Essential Questions:
o Are students able to utilize properties of operations in order to rewrite expressions in a
different form?
o Can students factor by using division to express a linear expression by its factors and then
also expand by using multiplication to rewrite the factors in a linear expression as a
product?
o Do students understand linear expression terminology: sum, difference, term, product,
factor, quotient, and coefficient?
o Can students fluently construct and solve two-step equations?
o Do students use all four inequality symbols and related terminology correctly?
o Are students able to solve inequalities and determine the solution set?
o Can students solve real-world mathematical problems using numerical and algebraic
expressions and equations?
Curriculum Standards:
Use properties of operations to generate equivalent expressions.
1. Apply properties of operations as strategies to add, subtract, factor, and expand linear
expressions with rational coefficients.
2. Understand that rewriting an expression in different forms in a problem context can shed
light on the problem of how the quantities in it are related. For example, a + 0.05a = 1.05a
means that “increase by 5%” is the same as “multiply by 1.05.”
Solve real-life and mathematical problems using numerical and algebraic expressions and
equations.
3. Solve multi-step real-life and mathematical problems posed with positive and negative
rational numbers in any form (whole numbers, fractions, and decimals), using tools
strategically. Apply properties of operations to calculate with numbers in any form; convert
between forms as appropriate; and assess the reasonableness of answers using mental
computation and estimation strategies. For example: If a woman making $25 an hour gets a
10% raise, she will make an additional 1/10 of her salary an hour, or $2.50, for a new salary
of $27.50. If you want to place a towel bar 9 3/4 inches long in the center of a door that is
27 1/2 inches wide, you will need to place the bar about 9 inches from each edge; this
estimate can be used as a check on the exact computation.
4. Use variables to represent quantities in a real-world or mathematical problem, and construct
simple equations and inequalities to solve problems by reasoning about the quantities.
a. Solve word problems leading to equations of the form px + q = r and p(x + q) = r,
where p, q, and r are specific rational numbers. Solve equations of these forms
fluently. Compare an algebraic solution to an arithmetic solution, identifying the
sequence of the operations used in each approach. For example, the perimeter of a
rectangle is 54 cm. Its length is 6 cm. What is its width?
b. Solve word problems leading to inequalities of the form px + q > r or px + q < r,
where p, q, and r are specific rational numbers. Graph the solution set of the
inequality and interpret it in the context of the problem. For example: As a
salesperson, you are paid $50 per week plus $3 per sale. This week you want your
pay to be at least $100. Write an inequality for the number of sales you need to make,
and describe the solutions.
Common Misconceptions:
o Students may want to solve two-step equations or inequalities by multiply or dividing
first to eliminate the term that is being multiplied or divided by the variable before adding
or subtracting.
o When solving equations and inequalities, they may use the inverse operation on only one
side and not the other or they may use the same operation rather than the inverse.
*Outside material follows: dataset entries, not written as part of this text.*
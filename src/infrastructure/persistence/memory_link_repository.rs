//! In-memory implementation of the link repository.

use async_trait::async_trait;
use std::collections::HashMap;
use std::sync::Mutex;

use crate::domain::entities::Link;
use crate::domain::repositories::LinkRepository;
use crate::error::AppError;

/// Process-local link store.
///
/// Backs the integration and property tests, where the single mutex gives
/// the same per-target reservation atomicity the conditional UPDATE gives
/// in Postgres. Links are registered up front with [`Self::add_link`];
/// lookups clone a snapshot the way a database read would.
pub struct MemoryLinkRepository {
    links: Mutex<HashMap<(String, String), Link>>,
}

impl MemoryLinkRepository {
    pub fn new() -> Self {
        Self {
            links: Mutex::new(HashMap::new()),
        }
    }

    /// Registers a link, replacing any previous definition of the same
    /// `(business_unit, link_code)` pair.
    pub fn add_link(&self, link: Link) {
        let mut links = self.links.lock().expect("link store lock poisoned");
        links.insert((link.business_unit.clone(), link.link_code.clone()), link);
    }

    /// Returns the current hit count of a target, if it exists.
    pub fn target_hits(&self, target_id: i64) -> Option<i64> {
        let links = self.links.lock().expect("link store lock poisoned");
        links
            .values()
            .flat_map(|l| l.targets.iter())
            .find(|t| t.id == target_id)
            .map(|t| t.current_hits)
    }

    /// Returns the advisory hit count of a link, if it exists.
    pub fn link_hits(&self, business_unit: &str, link_code: &str) -> Option<i64> {
        let links = self.links.lock().expect("link store lock poisoned");
        links
            .get(&(business_unit.to_string(), link_code.to_string()))
            .map(|l| l.current_hits)
    }
}

impl Default for MemoryLinkRepository {
    fn default() -> Self {
        Self::new()
    }
}

#[async_trait]
impl LinkRepository for MemoryLinkRepository {
    async fn find_by_code(
        &self,
        business_unit: &str,
        link_code: &str,
    ) -> Result<Option<Link>, AppError> {
        let links = self.links.lock().expect("link store lock poisoned");
        let link = links.get(&(business_unit.to_string(), link_code.to_string()));

        Ok(link.map(|l| {
            let mut snapshot = l.clone();
            snapshot.targets.retain(|t| t.is_active);
            snapshot.targets.sort_by_key(|t| t.id);
            snapshot
        }))
    }

    async fn reserve_target_hit(&self, target_id: i64) -> Result<bool, AppError> {
        let mut links = self.links.lock().expect("link store lock poisoned");

        for link in links.values_mut() {
            if let Some(target) = link.targets.iter_mut().find(|t| t.id == target_id) {
                if target.is_active && (target.cap == 0 || target.current_hits < target.cap) {
                    target.current_hits += 1;
                    return Ok(true);
                }
                return Ok(false);
            }
        }

        Ok(false)
    }

    async fn record_link_hit(&self, link_id: i64) -> Result<(), AppError> {
        let mut links = self.links.lock().expect("link store lock poisoned");

        if let Some(link) = links.values_mut().find(|l| l.id == link_id) {
            link.current_hits += 1;
        }

        Ok(())
    }

    async fn health_check(&self) -> bool {
        true
    }
}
o Students may also have difficulty multiplying a fraction through the use of reciprocals.
o When solving inequalities that have a negative coefficient with the variable or the
variable is being divided by a negative number, students may forget to reverse the
direction of the inequality symbol when multiplying or dividing by a negative number.
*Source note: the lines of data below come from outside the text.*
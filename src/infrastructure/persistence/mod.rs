//! Repository implementations.
//!
//! PostgreSQL is the system of record: `current_hits` must survive process
//! restarts, and the capacity reservation leans on a conditional UPDATE for
//! its atomicity. The in-memory variants serve tests and database-free
//! local runs.
//!
//! # Repositories
//!
//! - [`PgLinkRepository`] / [`MemoryLinkRepository`] - link resolution and hit reservation
//! - [`PgAccessLogRepository`] / [`MemoryAccessLogRepository`] - decision log sink

pub mod memory_access_log_repository;
pub mod memory_link_repository;
pub mod pg_access_log_repository;
pub mod pg_link_repository;

pub use memory_access_log_repository::MemoryAccessLogRepository;
pub use memory_link_repository::MemoryLinkRepository;
pub use pg_access_log_repository::PgAccessLogRepository;
pub use pg_link_repository::PgLinkRepository;
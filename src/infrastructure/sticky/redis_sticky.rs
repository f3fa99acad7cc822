//! Redis-backed sticky assignment store.

use async_trait::async_trait;
use redis::{AsyncCommands, Client, aio::ConnectionManager};
use std::time::Duration;
use tracing::{debug, error, info, warn};

use super::StickyStore;
use crate::infrastructure::cache::{CacheError, CacheResult};

/// Sticky assignments in Redis, one `SETEX` key per (client, link) pair.
///
/// Fail-open like the link cache: read errors report "no assignment",
/// write errors are logged and swallowed.
pub struct RedisStickyStore {
    client: ConnectionManager,
    key_prefix: String,
}

impl RedisStickyStore {
    /// Connects to Redis and validates the connection with a PING.
    ///
    /// # Errors
    ///
    /// Returns [`CacheError::ConnectionError`] if the connection cannot be
    /// established.
    pub async fn connect(redis_url: &str) -> CacheResult<Self> {
        let client = Client::open(redis_url).map_err(|e| {
            CacheError::ConnectionError(format!("Failed to create Redis client: {}", e))
        })?;

        let manager = ConnectionManager::new(client).await.map_err(|e| {
            CacheError::ConnectionError(format!("Failed to connect to Redis: {}", e))
        })?;

        let mut test_conn = manager.clone();
        test_conn
            .ping::<()>()
            .await
            .map_err(|e| CacheError::ConnectionError(format!("Redis PING failed: {}", e)))?;

        info!("✓ Sticky store connected to Redis");

        Ok(Self {
            client: manager,
            key_prefix: "sticky:".to_string(),
        })
    }

    fn build_key(&self, key: &str) -> String {
        format!("{}{}", self.key_prefix, key)
    }
}

#[async_trait]
impl StickyStore for RedisStickyStore {
    async fn get(&self, key: &str) -> CacheResult<Option<i64>> {
        let key = self.build_key(key);
        let mut conn = self.client.clone();

        match conn.get::<_, Option<i64>>(&key).await {
            Ok(Some(target_id)) => {
                debug!("Sticky HIT: {} -> {}", key, target_id);
                Ok(Some(target_id))
            }
            Ok(None) => Ok(None),
            Err(e) => {
                error!("Redis GET error for {}: {}", key, e);
                Ok(None)
            }
        }
    }

    async fn set(&self, key: &str, target_id: i64, ttl: Duration) -> CacheResult<()> {
        let key = self.build_key(key);
        let mut conn = self.client.clone();

        match conn
            .set_ex::<_, _, ()>(&key, target_id, ttl.as_secs())
            .await
        {
            Ok(_) => {
                debug!("Sticky SET: {} -> {} (TTL: {:?})", key, target_id, ttl);
                Ok(())
            }
            Err(e) => {
                warn!("Redis SET error for {}: {}", key, e);
                Ok(())
            }
        }
    }

    async fn health_check(&self) -> bool {
        let mut conn = self.client.clone();
        conn.ping::<()>().await.is_ok()
    }
}
//! Repository trait definitions for the domain layer.
//!
//! Traits define the contract for data operations; concrete implementations
//! live in `crate::infrastructure::persistence`. Mock implementations are
//! auto-generated via `mockall` for unit tests.

pub mod access_log_repository;
pub mod link_repository;

pub use access_log_repository::AccessLogRepository;
pub use link_repository::LinkRepository;

#[cfg(test)]
pub use access_log_repository::MockAccessLogRepository;
#[cfg(test)]
pub use link_repository::MockLinkRepository;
o Students might confuse the symbolic components of the graph for an inequality,
specifically open circle vs. closed circle and the direction of shading. Similarly, they
might forget that an open circle represents a value that is NOT actually part of the
solution set.
o Students may not realize that solutions to equations and inequalities are not just integers,
but also can be fractions and decimals they just need to make sure that their solution
makes sense in the context of the problem.